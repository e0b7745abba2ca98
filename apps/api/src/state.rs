use std::sync::Arc;

use tokio::sync::Mutex;

use crate::assist::AssistService;
use crate::report::ReportRenderer;
use crate::store::EvaluationStore;

/// Shared application state injected into all route handlers via Axum extractors.
#[derive(Clone)]
pub struct AppState {
    /// Single writer: every read-modify-write holds this lock for its whole duration.
    pub store: Arc<Mutex<EvaluationStore>>,
    /// Pluggable assist backend. Default: LlmAssistService.
    pub assist: Arc<dyn AssistService>,
    pub renderer: Arc<dyn ReportRenderer>,
}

- What is needed: Reproduce every single entry above exactly.

- Worked solution:
repository e0b7745abba2ca98
filename apps/api/src/state.rs
use std::sync::Arc;

use tokio::sync::Mutex;

use crate::assist::AssistService;
use crate::report::ReportRenderer;
use crate::store::EvaluationStore;

/// Shared application state injected into all route handlers via Axum extractors.
#[derive(Clone)]
pub struct AppState {
    /// Single writer: every read-modify-write holds this lock for its whole duration.
    pub store: Arc<Mutex<EvaluationStore>>,
    /// Pluggable assist backend. Default: LlmAssistService.
    pub assist: Arc<dyn AssistService>,
    pub renderer: Arc<dyn ReportRenderer>,
}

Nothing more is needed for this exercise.